The S&P/ASX 200 broke free from a sideways trading pattern yesterday, climbing to its highest close in seven weeks. The index finished just 31 points shy of its February pandemic-era closing peak.

Wall Street took a breather overnight, but the retreat was too modest to trigger alarms. The major indices were due to consolidate three days of strong gains. Similarly, we may see some mild down-pressure on the ASX 200 this session following a three-session win streak, but previous resistance around the 6860 level should now act as support.  

Inflation concerns continued to abate with falling bond yields. The ten-year US yield fell seven basis points overnight to 1.65 per cent.  

Technology and healthcare were the biggest drags in the US, both easing almost 0.4 per cent. Industrials, energy and financials also declined. The materials sector gained 0.2 per cent and utilities 0.5 per cent. Consumer stocks were lifted by continuing optimism over the pace of the recovery.

Australian construction figures for March were due at 8.30 am AEST. The Performance of Construction Index has improved for the last four months.

The dollar rose 0.09 per cent to 76.64 US cents.


Iron ore regained the US$170 a tonne level after Chinese steel prices hit record highs. The spot price for ore landed in China climbed $3.85 or 2.3 per cent yesterday to US$170.85 a tonne. Sinosteel Futures analysts said pollution restrictions in Tangshan had cut into steel stocks at warehouses, pushing rebar prices on the Shanghai Futures Exchange to their highest on record.

BHP’s US-listed stock retreated 1.79 per cent after its UK-listed stock gained 2.42 per cent. Rio Tinto shed 1.36 per cent in the US and added 2.68 per cent in the UK.

A fourth day of gains lifted gold to its highest close in five weeks. Gold for June delivery settled $14.20 or 0.8 per cent ahead at US$1,743 an ounce. The NYSE Arca Gold Bugs Index climbed 1.4 per cent.

Oil recouped some of Monday’s 4.2 per cent loss as expectations for US-Iran nuclear talks moderated. Brent crude settled 59 cents or almost 1 per cent higher at US$62.74 a barrel. Prices skidded on Monday amid concerns the US might lift sanctions on Iranian oil if negotiations over Iran’s nuclear ambitions made progress.

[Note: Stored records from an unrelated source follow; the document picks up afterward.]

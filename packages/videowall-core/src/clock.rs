//! Clock-health probe: OS time-sync status and thermal throttle flags.
//!
//! The probe logic (regex-based offset extraction, throttle bit parsing,
//! health-score weighting) is owned here; invoking the actual chronograph
//! utility and reading the thermal status word is delegated to
//! [`ClockProbe`] implementations, since this repo — unlike the embedded
//! original it's descended from — is the one that owns the probe rather
//! than treating it as an external collaborator.

use std::sync::OnceLock;

use regex::Regex;
use serde::{Deserialize, Serialize};

/// Bit in the platform throttle status word indicating the device is
/// *currently* throttled (as opposed to having been throttled historically).
const CURRENTLY_THROTTLED_BIT: u32 = 0x4;

fn offset_regex() -> &'static Regex {
    static RE: OnceLock<Regex> = OnceLock::new();
    RE.get_or_init(|| Regex::new(r"[-+]?\d+(?:\.\d+)?").expect("static regex is valid"))
}

/// Result of a clock-health probe cycle.
#[derive(Debug, Clone, Copy, PartialEq, Serialize, Deserialize)]
pub struct ClockHealth {
    pub healthy: bool,
    pub critical: bool,
    pub offset_ms: Option<f64>,
    pub throttled: bool,
    pub health_score: f64,
}

impl ClockHealth {
    /// The fallback result used whenever a probe fails outright.
    #[must_use]
    pub fn probe_failure() -> Self {
        Self {
            healthy: false,
            critical: true,
            offset_ms: None,
            throttled: false,
            health_score: 0.0,
        }
    }
}

/// Raw facts gathered from the OS time-sync daemon, prior to scoring.
#[derive(Debug, Clone, PartialEq)]
pub struct TimeSyncStatus {
    pub leap_status: String,
    pub offset_ms: f64,
}

/// Source of raw chronograph / thermal facts. Implemented by a concrete
/// OS-specific adapter; the scoring math in this module is the pure part.
pub trait ClockProbe: Send + Sync {
    /// Runs the chronograph utility and returns its raw stdout, or an error
    /// string if the utility could not be invoked.
    fn query_time_sync(&self) -> Result<String, String>;

    /// Returns the platform's raw throttle status word, or an error string.
    fn query_throttle_word(&self) -> Result<u32, String>;
}

/// Extracts `Leap status` and the best-available offset line from
/// chronograph stdout.
///
/// Offset preference order: `last offset` > `RMS offset` > `System time`.
/// The offset is parsed from the leading signed decimal in the matching
/// line and converted from seconds to milliseconds.
pub fn parse_time_sync_output(stdout: &str) -> Option<TimeSyncStatus> {
    let mut leap_status = None;
    let mut last_offset = None;
    let mut rms_offset = None;
    let mut system_time_offset = None;

    for line in stdout.lines() {
        let lower = line.to_ascii_lowercase();
        if lower.starts_with("leap status") {
            leap_status = line.split(':').nth(1).map(|s| s.trim().to_string());
        } else if lower.starts_with("last offset") {
            last_offset = extract_offset_seconds(line);
        } else if lower.starts_with("rms offset") {
            rms_offset = extract_offset_seconds(line);
        } else if lower.starts_with("system time") {
            system_time_offset = extract_offset_seconds(line);
        }
    }

    let leap_status = leap_status?;
    let offset_s = last_offset.or(rms_offset).or(system_time_offset)?;

    Some(TimeSyncStatus {
        leap_status,
        offset_ms: offset_s * 1000.0,
    })
}

fn extract_offset_seconds(line: &str) -> Option<f64> {
    let after_colon = line.split_once(':').map(|(_, rest)| rest).unwrap_or(line);
    offset_regex()
        .find(after_colon)
        .and_then(|m| m.as_str().parse::<f64>().ok())
}

/// Computes [`ClockHealth`] from raw probe outputs per the weighted scoring
/// rule: starts at 0.2, +0.4 for normal leap status, +0.4 for
/// `|offset| <= max_offset_ms`, +0.2 for `|offset| <= 2*max_offset_ms`,
/// -0.3 if throttled; clamped to `[0, 1]`.
#[must_use]
pub fn score_clock_health(
    sync: Option<&TimeSyncStatus>,
    throttled: bool,
    max_offset_ms: f64,
) -> ClockHealth {
    let Some(sync) = sync else {
        return ClockHealth::probe_failure();
    };

    let mut score = 0.2f64;
    let normal_leap = sync.leap_status.eq_ignore_ascii_case("normal");
    if normal_leap {
        score += 0.4;
    }
    let abs_offset = sync.offset_ms.abs();
    let within_max = abs_offset <= max_offset_ms;
    if within_max {
        score += 0.4;
    } else if abs_offset <= 2.0 * max_offset_ms {
        score += 0.2;
    }
    if throttled {
        score -= 0.3;
    }
    score = score.clamp(0.0, 1.0);

    let healthy = normal_leap && within_max && !throttled;

    ClockHealth {
        healthy,
        critical: !healthy,
        offset_ms: Some(sync.offset_ms),
        throttled,
        health_score: score,
    }
}

/// Runs a full probe cycle: query time-sync + throttle word, parse, score.
/// Any failure at any stage collapses to [`ClockHealth::probe_failure`].
pub fn run_probe(probe: &dyn ClockProbe, max_offset_ms: f64) -> ClockHealth {
    let Ok(stdout) = probe.query_time_sync() else {
        return ClockHealth::probe_failure();
    };
    let Some(sync) = parse_time_sync_output(&stdout) else {
        return ClockHealth::probe_failure();
    };
    let throttled = match probe.query_throttle_word() {
        Ok(word) => word & CURRENTLY_THROTTLED_BIT != 0,
        Err(_) => return ClockHealth::probe_failure(),
    };
    score_clock_health(Some(&sync), throttled, max_offset_ms)
}

#[cfg(test)]
mod tests {
    use super::*;

    #[test]
    fn parses_last_offset_preferred() {
        let stdout = "Leap status     : Normal\nRMS offset      : 0.001000 seconds\nLast offset     : 0.003500 seconds\n";
        let status = parse_time_sync_output(stdout).unwrap();
        assert_eq!(status.leap_status, "Normal");
        assert!((status.offset_ms - 3.5).abs() < 1e-9);
    }

    #[test]
    fn falls_back_to_rms_offset() {
        let stdout = "Leap status     : Normal\nRMS offset      : -0.0021 seconds\n";
        let status = parse_time_sync_output(stdout).unwrap();
        assert!((status.offset_ms - (-2.1)).abs() < 1e-9);
    }

    #[test]
    fn missing_leap_status_is_none() {
        let stdout = "Last offset     : 0.0010 seconds\n";
        assert!(parse_time_sync_output(stdout).is_none());
    }

    #[test]
    fn healthy_when_within_bounds() {
        let sync = TimeSyncStatus {
            leap_status: "Normal".into(),
            offset_ms: 3.5,
        };
        let health = score_clock_health(Some(&sync), false, 50.0);
        assert!(health.healthy);
        assert!(!health.critical);
        assert_eq!(health.health_score, 1.0);
    }

    #[test]
    fn critical_on_probe_failure() {
        let health = score_clock_health(None, false, 50.0);
        assert!(health.critical);
        assert!(!health.healthy);
        assert_eq!(health.health_score, 0.0);
        assert_eq!(health.offset_ms, None);
    }

    #[test]
    fn throttled_forces_unhealthy_even_with_good_offset() {
        let sync = TimeSyncStatus {
            leap_status: "Normal".into(),
            offset_ms: 1.0,
        };
        let health = score_clock_health(Some(&sync), true, 50.0);
        assert!(!health.healthy);
        assert!(health.throttled);
        // 0.2 + 0.4 (leap) + 0.4 (within max) - 0.3 (throttled) = 0.7
        assert!((health.health_score - 0.7).abs() < 1e-9);
    }

    #[test]
    fn large_offset_partial_credit() {
        let sync = TimeSyncStatus {
            leap_status: "Normal".into(),
            offset_ms: 75.0,
        };
        let health = score_clock_health(Some(&sync), false, 50.0);
        assert!(!health.healthy);
        assert!(health.critical);
        // 0.2 + 0.4 (leap) + 0.2 (within 2x max) = 0.8
        assert!((health.health_score - 0.8).abs() < 1e-9);
    }

    #[test]
    fn abnormal_leap_is_unhealthy_regardless_of_offset() {
        let sync = TimeSyncStatus {
            leap_status: "Alarm".into(),
            offset_ms: 0.0,
        };
        let health = score_clock_health(Some(&sync), false, 50.0);
        assert!(!health.healthy);
        assert!(health.critical);
    }

    struct FakeProbe {
        stdout: &'static str,
        throttle_word: u32,
    }

    impl ClockProbe for FakeProbe {
        fn query_time_sync(&self) -> Result<String, String> {
            Ok(self.stdout.to_string())
        }
        fn query_throttle_word(&self) -> Result<u32, String> {
            Ok(self.throttle_word)
        }
    }

    #[test]
    fn run_probe_sets_throttled_from_bit_4() {
        let probe = FakeProbe {
            stdout: "Leap status     : Normal\nLast offset     : 0.0 seconds\n",
            throttle_word: 0x4,
        };
        let health = run_probe(&probe, 50.0);
        assert!(health.throttled);
    }

    #[test]
    fn run_probe_ignores_other_throttle_bits() {
        let probe = FakeProbe {
            stdout: "Leap status     : Normal\nLast offset     : 0.0 seconds\n",
            throttle_word: 0x8,
        };
        let health = run_probe(&probe, 50.0);
        assert!(!health.throttled);
    }
}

“As the possibility of a breakthrough in the talks fade, the likelihood of a pick-up in exports from Iran fades too, removing one risk from the oil market,” Marshall Gittler, head of investment research at BDSwiss, wrote.

Copper flew higher in London trade after leading producer Chile closed its borders to limit a surge in Covid-19 across South America. Benchmark copper on the London Metal Exchange climbed 2.9 per cent to US$9,053.75 a tonne. Aluminium gained 2.1 per cent, nickel 3.2 per cent, lead 0.2 per cent, zinc 1.8 per cent and tin 4.1 per cent.